Task item —
Keep every line of the data below that has the string "clock" and present those lines.

[Collected data entries]
=-=-=-=-=

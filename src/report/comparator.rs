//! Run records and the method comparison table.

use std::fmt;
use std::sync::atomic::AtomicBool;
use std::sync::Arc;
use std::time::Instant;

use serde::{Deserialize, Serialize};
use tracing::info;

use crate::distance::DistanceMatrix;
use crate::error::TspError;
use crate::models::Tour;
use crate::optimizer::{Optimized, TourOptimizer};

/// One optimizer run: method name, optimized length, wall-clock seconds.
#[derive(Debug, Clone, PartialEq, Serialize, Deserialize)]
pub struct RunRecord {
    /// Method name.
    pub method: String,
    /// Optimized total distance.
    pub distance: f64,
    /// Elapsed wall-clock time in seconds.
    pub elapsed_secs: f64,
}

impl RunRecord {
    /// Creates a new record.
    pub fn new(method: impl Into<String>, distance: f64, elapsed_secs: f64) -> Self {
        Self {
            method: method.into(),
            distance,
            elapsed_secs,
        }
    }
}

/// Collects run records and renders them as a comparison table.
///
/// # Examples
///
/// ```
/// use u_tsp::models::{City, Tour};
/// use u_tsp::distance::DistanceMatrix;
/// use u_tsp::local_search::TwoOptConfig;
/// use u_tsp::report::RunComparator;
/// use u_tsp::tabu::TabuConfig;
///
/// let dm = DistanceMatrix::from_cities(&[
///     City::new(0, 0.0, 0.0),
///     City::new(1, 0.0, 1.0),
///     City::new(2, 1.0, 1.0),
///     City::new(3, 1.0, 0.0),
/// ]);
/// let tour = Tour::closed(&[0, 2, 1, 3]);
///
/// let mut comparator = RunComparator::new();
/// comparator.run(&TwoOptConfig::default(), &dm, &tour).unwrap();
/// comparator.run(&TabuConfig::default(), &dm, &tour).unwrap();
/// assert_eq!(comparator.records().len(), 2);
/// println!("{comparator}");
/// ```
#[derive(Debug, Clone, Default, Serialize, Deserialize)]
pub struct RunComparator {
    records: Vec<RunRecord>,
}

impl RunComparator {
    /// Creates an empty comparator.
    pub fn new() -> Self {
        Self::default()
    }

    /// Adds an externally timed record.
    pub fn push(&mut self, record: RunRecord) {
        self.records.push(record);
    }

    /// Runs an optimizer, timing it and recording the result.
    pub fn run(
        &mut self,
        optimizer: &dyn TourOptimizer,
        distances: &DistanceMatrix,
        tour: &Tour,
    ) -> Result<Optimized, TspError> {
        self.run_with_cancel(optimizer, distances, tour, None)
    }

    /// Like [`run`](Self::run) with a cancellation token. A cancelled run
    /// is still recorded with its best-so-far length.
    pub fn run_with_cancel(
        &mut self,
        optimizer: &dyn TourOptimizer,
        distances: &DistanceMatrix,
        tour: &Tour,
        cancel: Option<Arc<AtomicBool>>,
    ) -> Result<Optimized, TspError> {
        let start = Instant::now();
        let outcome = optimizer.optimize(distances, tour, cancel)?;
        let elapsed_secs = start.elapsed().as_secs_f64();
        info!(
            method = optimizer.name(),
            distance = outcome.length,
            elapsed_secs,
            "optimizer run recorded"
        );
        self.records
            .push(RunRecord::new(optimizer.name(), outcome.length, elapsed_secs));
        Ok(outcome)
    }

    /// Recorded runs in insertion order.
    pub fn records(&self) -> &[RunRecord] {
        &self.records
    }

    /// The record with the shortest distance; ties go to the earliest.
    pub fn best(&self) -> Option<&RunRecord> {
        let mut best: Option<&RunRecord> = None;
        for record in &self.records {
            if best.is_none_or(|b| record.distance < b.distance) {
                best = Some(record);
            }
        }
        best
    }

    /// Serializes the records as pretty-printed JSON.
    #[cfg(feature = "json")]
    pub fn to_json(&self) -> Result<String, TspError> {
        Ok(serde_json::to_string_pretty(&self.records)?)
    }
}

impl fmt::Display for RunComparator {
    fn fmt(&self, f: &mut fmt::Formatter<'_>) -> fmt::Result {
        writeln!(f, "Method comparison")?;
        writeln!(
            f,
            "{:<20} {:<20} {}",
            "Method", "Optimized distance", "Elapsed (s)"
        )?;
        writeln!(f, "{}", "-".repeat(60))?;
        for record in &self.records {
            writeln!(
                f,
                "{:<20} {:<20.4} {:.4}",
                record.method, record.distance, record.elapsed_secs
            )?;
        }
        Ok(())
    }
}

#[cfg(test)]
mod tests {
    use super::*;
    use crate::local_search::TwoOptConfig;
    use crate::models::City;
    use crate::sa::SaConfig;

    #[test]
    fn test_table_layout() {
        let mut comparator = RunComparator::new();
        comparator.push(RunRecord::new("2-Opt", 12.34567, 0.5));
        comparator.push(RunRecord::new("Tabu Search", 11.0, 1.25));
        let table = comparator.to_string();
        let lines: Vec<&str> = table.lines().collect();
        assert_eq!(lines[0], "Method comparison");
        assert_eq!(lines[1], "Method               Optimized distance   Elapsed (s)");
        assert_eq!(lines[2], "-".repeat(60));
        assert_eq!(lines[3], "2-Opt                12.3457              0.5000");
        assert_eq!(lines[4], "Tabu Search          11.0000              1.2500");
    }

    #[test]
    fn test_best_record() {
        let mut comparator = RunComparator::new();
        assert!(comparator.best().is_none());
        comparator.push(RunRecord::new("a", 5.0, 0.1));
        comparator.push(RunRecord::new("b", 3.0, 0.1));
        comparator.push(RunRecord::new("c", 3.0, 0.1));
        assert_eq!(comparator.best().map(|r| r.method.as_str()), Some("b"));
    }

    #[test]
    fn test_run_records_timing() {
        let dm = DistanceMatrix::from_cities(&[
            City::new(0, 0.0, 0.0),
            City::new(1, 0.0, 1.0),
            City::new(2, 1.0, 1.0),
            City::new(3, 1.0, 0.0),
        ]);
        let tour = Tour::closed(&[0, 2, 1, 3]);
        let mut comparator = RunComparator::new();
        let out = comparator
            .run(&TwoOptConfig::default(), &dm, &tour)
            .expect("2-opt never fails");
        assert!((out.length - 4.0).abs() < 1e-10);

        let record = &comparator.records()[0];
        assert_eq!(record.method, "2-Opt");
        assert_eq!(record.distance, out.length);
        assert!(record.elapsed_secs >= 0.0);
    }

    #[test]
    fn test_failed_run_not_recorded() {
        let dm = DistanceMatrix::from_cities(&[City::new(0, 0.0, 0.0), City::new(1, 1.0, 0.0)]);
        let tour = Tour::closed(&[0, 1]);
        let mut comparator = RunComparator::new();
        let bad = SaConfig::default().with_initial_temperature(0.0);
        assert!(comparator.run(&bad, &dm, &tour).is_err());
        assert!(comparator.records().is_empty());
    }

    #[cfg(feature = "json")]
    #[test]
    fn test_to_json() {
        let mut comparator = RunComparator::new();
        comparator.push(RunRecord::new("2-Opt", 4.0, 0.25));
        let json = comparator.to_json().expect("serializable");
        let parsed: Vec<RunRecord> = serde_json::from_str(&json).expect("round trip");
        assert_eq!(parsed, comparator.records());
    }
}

=-=-=-=-=

Expected answer —
/// One optimizer run: method name, optimized length, wall-clock seconds.
    /// Elapsed wall-clock time in seconds.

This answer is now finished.